The main factors leading to fractures in elderly individuals are the elevated risk of falling and the increased incidence of osteoporosis [
13]. Therefore, preventive measures focused on these risk factors should be optimized to make the best use of their potential. In addition to treatment options for osteoporosis, strategies to reduce the risk of falls are therefore of upmost importance. The increasing fall risk of patients over the age of 65 years is of multifactorial genesis. Reduced physical resources, declining cognitive capacities, sensorimotor and sight disorders combined with an environment unsuitable to elderly individuals result in the prevalence of annual falls ranging from 28 to 35% among individuals aged 65 and above [
14]. Various assessments are available for identifying individuals at risk of falling. These tools focus on their current living situation. Tests for hospitalized patients differ from tests predicting the hazard of patients in a community-dwelling setting [
14]. Approaches to reduce falls in geriatric patients were analyzed in a meta-analysis including 159 trials [
15]. A significant reduction in the risk of fall and fall-related fractures was achieved by using multiple component groups or home-based exercise, including balance and functional training, strength training, 3D training (such as Tai Chi) or general physical activity. Especially in patients with sight disorders and a higher risk of falls, home safety assessments were sufficient to reduce the rate of falls [
15]. Furthermore, programs including these strategies were shown to have the potential to reduce the resulting costs for the health care system [
16].
Despite the necessary efforts to prevent PFF, the total number of PFF in elderly individuals is nevertheless predicted to increase. Thus, the importance of adequate management of geriatric patients will further increase within the coming decades. The assessment of risk factors leading toward a compromised clinical outcome is, therefore, essential to reduce mortality and morbidity by optimized treatment concepts.
Conclusion
The reduced physiologic capacities in elderly individuals lead to an increased risk of falling. Often, these low-impact falls result in PFF induced by osteoporosis and other comorbidities.

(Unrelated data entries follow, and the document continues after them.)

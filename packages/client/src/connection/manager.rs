//! Connection manager: the owner-facing side of a live progress connection.

use std::sync::Arc;

use tokio::{
    sync::{mpsc, oneshot},
    task::JoinHandle,
};

use crate::{
    domain::ReconnectPolicy,
    error::ConnectionError,
    status::StatusMessage,
    target::ConnectionTarget,
};

use super::{
    EVENT_QUEUE_CAPACITY,
    event::ConnectionEvent,
    transport::{Transport, WebSocketTransport},
    worker::Worker,
};

type OpenHandler = Box<dyn FnMut() + Send>;
type MessageHandler = Box<dyn FnMut(&StatusMessage) + Send>;
type ErrorHandler = Box<dyn FnMut(&ConnectionError) + Send>;
type CloseHandler = Box<dyn FnMut(bool) + Send>;

#[derive(Default)]
struct Handlers {
    on_open: Option<OpenHandler>,
    on_message: Option<MessageHandler>,
    on_error: Option<ErrorHandler>,
    on_close: Option<CloseHandler>,
}

impl Handlers {
    fn dispatch(&mut self, event: &ConnectionEvent) {
        match event {
            ConnectionEvent::Open => {
                if let Some(handler) = self.on_open.as_mut() {
                    handler();
                }
            }
            ConnectionEvent::Message(message) => {
                if let Some(handler) = self.on_message.as_mut() {
                    handler(message);
                }
            }
            ConnectionEvent::Error(error) => {
                if let Some(handler) = self.on_error.as_mut() {
                    handler(error);
                }
            }
            ConnectionEvent::Closed { clean } => {
                if let Some(handler) = self.on_close.as_mut() {
                    handler(*clean);
                }
            }
            ConnectionEvent::Reconnecting { .. } => {}
        }
    }
}

struct ActiveConnection {
    target: ConnectionTarget,
    events: mpsc::Receiver<ConnectionEvent>,
    shutdown: Option<oneshot::Sender<()>>,
    worker: Option<JoinHandle<()>>,
}

/// Maintains at most one live connection and surfaces its events.
///
/// Events are produced by a worker task and consumed through
/// [`next_event`](Self::next_event), which also invokes the registered
/// callbacks. Callbacks therefore only ever run on the owner's task, and none
/// run after [`disconnect`](Self::disconnect).
///
/// `connect` spawns a task and must be called from within a tokio runtime.
///
/// ```ignore
/// let mut manager = ConnectionManager::new(Arc::new(WebSocketTransport), ReconnectPolicy::default());
/// manager.on_message(|message| println!("{}", message.status));
/// manager.connect(&ConnectionTarget::assignment("42", "https://api.example.com"));
/// while manager.next_event().await.is_some() {}
/// ```
pub struct ConnectionManager {
    transport: Arc<dyn Transport>,
    policy: ReconnectPolicy,
    handlers: Handlers,
    active: Option<ActiveConnection>,
}

impl ConnectionManager {
    pub fn new(transport: Arc<dyn Transport>, policy: ReconnectPolicy) -> Self {
        Self {
            transport,
            policy,
            handlers: Handlers::default(),
            active: None,
        }
    }

    /// Manager backed by a real WebSocket transport.
    pub fn websocket(policy: ReconnectPolicy) -> Self {
        Self::new(Arc::new(WebSocketTransport), policy)
    }

    /// Register the open callback, replacing any previous one.
    pub fn on_open(&mut self, handler: impl FnMut() + Send + 'static) {
        self.handlers.on_open = Some(Box::new(handler));
    }

    /// Register the message callback, replacing any previous one.
    pub fn on_message(&mut self, handler: impl FnMut(&StatusMessage) + Send + 'static) {
        self.handlers.on_message = Some(Box::new(handler));
    }

    /// Register the error callback, replacing any previous one.
    pub fn on_error(&mut self, handler: impl FnMut(&ConnectionError) + Send + 'static) {
        self.handlers.on_error = Some(Box::new(handler));
    }

    /// Register the close callback, replacing any previous one.
    ///
    /// The argument is `true` when the close followed a terminal status.
    pub fn on_close(&mut self, handler: impl FnMut(bool) + Send + 'static) {
        self.handlers.on_close = Some(Box::new(handler));
    }

    /// Open a connection to `target`, tearing down any existing one first.
    ///
    /// Never fails directly: an invalid target is reported as a terminal
    /// error event, transport failures go through the reconnect policy.
    pub fn connect(&mut self, target: &ConnectionTarget) {
        self.disconnect();

        let (events_tx, events_rx) = mpsc::channel(EVENT_QUEUE_CAPACITY);

        let url = match target.url() {
            Ok(url) => url,
            Err(e) => {
                tracing::error!("Cannot connect to {}: {}", target, e);
                // The queue is empty and freshly created, so this cannot fail
                let _ = events_tx.try_send(ConnectionEvent::Error(e));
                self.active = Some(ActiveConnection {
                    target: target.clone(),
                    events: events_rx,
                    shutdown: None,
                    worker: None,
                });
                return;
            }
        };

        let (shutdown_tx, shutdown_rx) = oneshot::channel();
        let worker = Worker {
            transport: self.transport.clone(),
            url,
            policy: self.policy,
            events: events_tx,
            shutdown: shutdown_rx,
        };

        tracing::debug!("Starting connection worker for {}", target);
        self.active = Some(ActiveConnection {
            target: target.clone(),
            events: events_rx,
            shutdown: Some(shutdown_tx),
            worker: Some(tokio::spawn(worker.run())),
        });
    }

    /// Wait for the next event and invoke its callback.
    ///
    /// Returns `None` when no connection is active or its worker has stopped.
    /// Cancel-safe: dropping the future loses no event.
    pub async fn next_event(&mut self) -> Option<ConnectionEvent> {
        let event = self.active.as_mut()?.events.recv().await;

        match event {
            Some(event) => {
                self.handlers.dispatch(&event);
                Some(event)
            }
            None => {
                self.active = None;
                None
            }
        }
    }

    /// Close the active connection and cancel any pending reconnect.
    ///
    /// Idempotent, and invokes no callback.
    pub fn disconnect(&mut self) {
        let Some(mut active) = self.active.take() else {
            return;
        };

        tracing::debug!("Disconnecting from {}", active.target);
        if let Some(shutdown) = active.shutdown.take() {
            // The worker may already have stopped on its own
            let _ = shutdown.send(());
        }
        active.events.close();
        drop(active.worker);
    }

    /// Whether a connection (or its pending reconnect) is attached.
    pub fn is_active(&self) -> bool {
        self.active.is_some()
    }
}

impl Drop for ConnectionManager {
    fn drop(&mut self) {
        self.disconnect();
    }
}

Geriatric patients suffering a PFF are at high risk to have a complicative course. Patients at high risk for complications are nursing home inhabitants suffering from severe osteoporosis, dementia and sarcopenia. The early and ongoing assessment for these individual risk factors is crucial and should be a standard procedure in the care of geriatric patients. Various strategies have already been implemented, including interdisciplinary approaches, thus addressing comorbidities and facilitating an optimal risk factor evaluation and resulting in a beneficial outcome. It must also be emphasized that the ongoing ambulant assessment and therapy of many complicating factors (e.g., malnutrition, sarcopenia, frailty or osteoporosis) have to be improved, as the long-term adherence to therapeutic approaches is low.